Reflecting on 20 years of PLF in the Pacific Northwest

February 21, 2012 | By BRIAN HODGES

This year marks the 20th anniversary of PLF’s Northwest Regional Center.  This is definitely a moment to celebrate, and we intend to do so.  But more than that, this is a time to reflect on two decades of PLF’s efforts in the Pacific Northwest.

PLF opened its Northwest office in 1992.  Sir Mix-A-Lot was topping the charts, Wayne’s World was gracing the silver screen, and Washington’s legislature had just penned the largest and most intrusive land use statute in the state’s history.  The Growth Management Act, and similar land use and environmental statutes, marked a new era of ever-increasing regulation of private property.  PLF’s arrival on the scene did not go unnoticed.

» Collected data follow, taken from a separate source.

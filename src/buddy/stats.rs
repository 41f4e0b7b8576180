//! Zone statistics and allocation-failure reporting.
//!
//! Diagnostic only; the format is not a stability contract.

use crate::{MAX_ORDER, PAGE_SIZE};

use super::zone::ZoneClass;

/// Snapshot of one zone's free-page state.
#[derive(Debug, Clone, Copy)]
pub struct ZoneStats {
    pub zone_id: usize,
    pub class: ZoneClass,
    pub base_addr: usize,
    pub total_pages: usize,
    /// Free-area pages plus per-CPU stash residents.
    pub free_pages: usize,
    /// Pages parked in per-CPU stashes (included in `free_pages`).
    pub percpu_pages: usize,
    pub free_runs_by_order: [usize; MAX_ORDER],
}

/// Detailed memory statistics reporter.
pub struct MemoryStatsReporter;

impl MemoryStatsReporter {
    /// Print a per-zone breakdown when an allocation request fails for good.
    #[allow(unused_variables)]
    pub fn print_alloc_failure(zones: &[ZoneStats], order: usize) {
        #[cfg(feature = "log")]
        use log::error;

        error!("========================================");
        error!(
            "Request: order {} ({} KB) failed after all escalation passes",
            order,
            ((1 << order) * PAGE_SIZE) / 1024
        );

        for z in zones {
            error!(
                "Zone {} ({}): [{:#x}, {:#x})",
                z.zone_id,
                z.class.name(),
                z.base_addr,
                z.base_addr + z.total_pages * PAGE_SIZE
            );
            error!(
                "  Free pages: {} / {} ({} in per-CPU stashes)",
                z.free_pages, z.total_pages, z.percpu_pages
            );
            for o in (0..MAX_ORDER).rev() {
                let count = z.free_runs_by_order[o];
                if count > 0 {
                    error!(
                        "    Order {}: {} runs ({} KB each)",
                        o,
                        count,
                        ((1 << o) * PAGE_SIZE) / 1024
                    );
                }
            }
            error!("----------------------------------------");
        }
        error!("========================================");
    }
}
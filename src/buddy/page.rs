//! Per-page descriptor.
//!
//! One descriptor per page frame in a zone's arena. The descriptor carries a
//! biased reference count, a flags bitset, the free-list index links, and a
//! tagged state word that says who owns the page right now.

bitflags::bitflags! {
    /// Page status bits.
    #[derive(Debug, Clone, Copy, PartialEq, Eq)]
    pub struct PageFlags: u16 {
        /// Never enters the buddy lists (holes, bookkeeping carve-outs).
        const RESERVED = 1 << 0;
        /// On the active LRU side (maintained by the reclaim collaborator).
        const ACTIVE = 1 << 1;
        /// Contents newer than backing store.
        const DIRTY = 1 << 2;
        /// Under I/O or otherwise pinned.
        const LOCKED = 1 << 3;
        /// Part of a slab-owned page run.
        const SLAB = 1 << 4;
        /// Parked in a per-CPU page stash; not free-listed, not caller-owned.
        const STASHED = 1 << 5;
    }
}

/// What the descriptor's private word currently means.
///
/// The buddy order of a free run, the slab back-pointers of a slab page and
/// the private word of a caller-owned page are mutually exclusive, so they
/// are spelled out as variants instead of sharing one raw integer.
#[derive(Debug, Clone, Copy, PartialEq, Eq)]
pub enum PageState {
    /// Head of a free `2^order` run, linked into `FreeArea[order]`.
    FreeHead { order: u8 },
    /// Body page of a free run; the head carries the order.
    FreeTail,
    /// Owned by slab `slab` of cache `cache`.
    Slab { cache: u32, slab: u32 },
    /// Handed to a caller; the private word is theirs.
    Owned { private: usize },
}

/// Sentinel for "no link" in the free-list index chains.
pub(crate) const LINK_NONE: u32 = u32::MAX;

/// One physical page frame.
#[derive(Debug, Clone)]
pub struct PageDescriptor {
    /// Holder count biased by -1: -1 means no holders, 0 means one holder.
    count: i32,
    pub flags: PageFlags,
    pub state: PageState,
    pub(crate) prev_free: u32,
    pub(crate) next_free: u32,
}

impl PageDescriptor {
    /// A reserved, unowned frame; zones start every descriptor like this
    /// and clear `RESERVED` when the bootstrap collaborator seeds the range.
    pub(crate) const fn reserved() -> Self {
        Self {
            count: -1,
            flags: PageFlags::RESERVED,
            state: PageState::Owned { private: 0 },
            prev_free: LINK_NONE,
            next_free: LINK_NONE,
        }
    }

    /// Number of holders (unbiased).
    pub fn holders(&self) -> i32 {
        self.count + 1
    }

    pub(crate) fn set_holders(&mut self, holders: i32) {
        self.count = holders - 1;
    }

    /// Take an additional reference.
    pub fn get(&mut self) {
        self.count += 1;
    }

    /// Drop a reference; returns true when the last holder is gone.
    pub fn put(&mut self) -> bool {
        self.count -= 1;
        self.count < 0
    }

    pub fn is_free(&self) -> bool {
        matches!(
            self.state,
            PageState::FreeHead { .. } | PageState::FreeTail
        )
    }

    /// True if this page heads a free run of exactly `order`.
    pub(crate) fn is_buddy_of_order(&self, order: usize) -> bool {
        matches!(self.state, PageState::FreeHead { order: o } if o as usize == order)
            && !self.flags.contains(PageFlags::RESERVED)
    }
}

#[cfg(test)]
mod tests {
    use super::*;

    #[test]
    fn test_refcount_bias() {
        let mut page = PageDescriptor::reserved();
        assert_eq!(page.holders(), 0);

        page.set_holders(1);
        assert_eq!(page.holders(), 1);

        page.get();
        assert_eq!(page.holders(), 2);

        assert!(!page.put());
        assert!(page.put());
        assert_eq!(page.holders(), 0);
    }

    #[test]
    fn test_buddy_state_match() {
        let mut page = PageDescriptor::reserved();
        page.state = PageState::FreeHead { order: 3 };
        // Reserved pages never count as buddies even when marked free.
        assert!(!page.is_buddy_of_order(3));

        page.flags.remove(PageFlags::RESERVED);
        assert!(page.is_buddy_of_order(3));
        assert!(!page.is_buddy_of_order(2));

        page.state = PageState::FreeTail;
        assert!(!page.is_buddy_of_order(3));
        assert!(page.is_free());
    }
}
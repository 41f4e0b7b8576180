//! Zoned buddy page allocator.
//!
//! Layout:
//! - [`page`]: per-page descriptors (state tag, flags, biased refcount),
//! - [`free_area`]: one doubly linked free list per order,
//! - [`percpu`]: per-CPU hot/cold page stashes,
//! - [`zone`]: a contiguous bank with its free lists and watermarks,
//! - [`allocator`]: the multi-zone front-end with the escalation ladder,
//! - [`stats`]: introspection snapshots and failure reporting.

pub mod allocator;
pub mod free_area;
pub mod page;
pub mod percpu;
pub mod stats;
pub mod zone;

pub use allocator::BuddyAllocator;
pub use free_area::FreeArea;
pub use page::{PageDescriptor, PageFlags, PageState};
pub use stats::{MemoryStatsReporter, ZoneStats};
pub use zone::{MemoryBank, Watermarks, Zone, ZoneClass};
//! Slab object allocator built on buddy page runs.
//!
//! Layout:
//! - [`layout`]: per-cache geometry (cell size, gfp order, colouring),
//! - [`slab`]: one slab's bookkeeping (intrusive u16 free list),
//! - [`cache`]: an object cache with per-CPU arrays and slab lists,
//! - [`registry`]: named caches plus the general size-class table.

pub mod cache;
pub mod layout;
pub mod registry;
pub mod slab;

pub use cache::{Cache, CacheStats, ObjectCtor};
pub use layout::CacheLayout;
pub use registry::{CacheRef, CacheRegistry};
pub use slab::Slab;

use crate::{AllocPolicy, AllocResult};

bitflags::bitflags! {
    /// Cache creation flags.
    #[derive(Debug, Clone, Copy, PartialEq, Eq)]
    pub struct CacheFlags: u32 {
        /// Bracket each object with guard words, checked on both transitions.
        const RED_ZONE = 1 << 0;
        /// Fill free objects with a known pattern, verified on allocation.
        /// Incompatible with a constructor.
        const POISON = 1 << 1;
    }
}

/// Page-run provider for slab growth. Implemented by the buddy front-end;
/// the annotation calls maintain the page-descriptor back-pointers that make
/// object-to-cache resolution O(1).
pub trait SlabPageSource: Send + Sync {
    /// Allocate a `2^order` run for a new slab.
    fn alloc_slab_pages(&self, order: usize, policy: AllocPolicy) -> AllocResult<usize>;

    /// Return a slab's run. The provider clears the slab annotation.
    fn free_slab_pages(&self, addr: usize, order: usize) -> AllocResult;

    /// Stamp every page of the run with the owning `(cache, slab)` pair.
    fn annotate_slab(&self, addr: usize, order: usize, cache: u32, slab: u32) -> AllocResult;

    /// Resolve the `(cache, slab)` pair owning the page containing `addr`.
    fn slab_owner(&self, addr: usize) -> Option<(u32, u32)>;
}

In a story entitled, “Local Land-Use Issues Attract Law Group,” the Seattle Post Intelligencer reported that PLF was opening a regional office in the Pacific Northwest “to wage court battles over property rights and environmental regulations.”  The article concluded by quoting two prominent Seattle land-use attorneys who dismissed PLF’s efforts to protect private property rights as being “a Trojan horse” that was “clearly out of sync with the majority of the state.”  The attorneys dismissed PLF as adding nothing to the legal community, because Washington landowners had routinely failed in efforts to protect private property rights when challenging land-use restrictions.  They claimed that simply adding two more attorneys to the mix is not going to do that much, predicting that it was “doubtful the foundation will have many major victories.”

Fast forward 20 years.  PLF has maintained a successful office in the Pacific Northwest for almost two decades.  And those doubtful victories?  Well, PLF began to score major victories almost immediately, setting positive property rights precedent on issues such as vested rights, substantive due process, inverse condemnation, exactions, and growth control, and continues to win important cases in the state and federal courts.  Over the next few months, we will revisit several key victories that continue to preserve fundamental constitutional rights in response to a massive expansion of government controls of private property.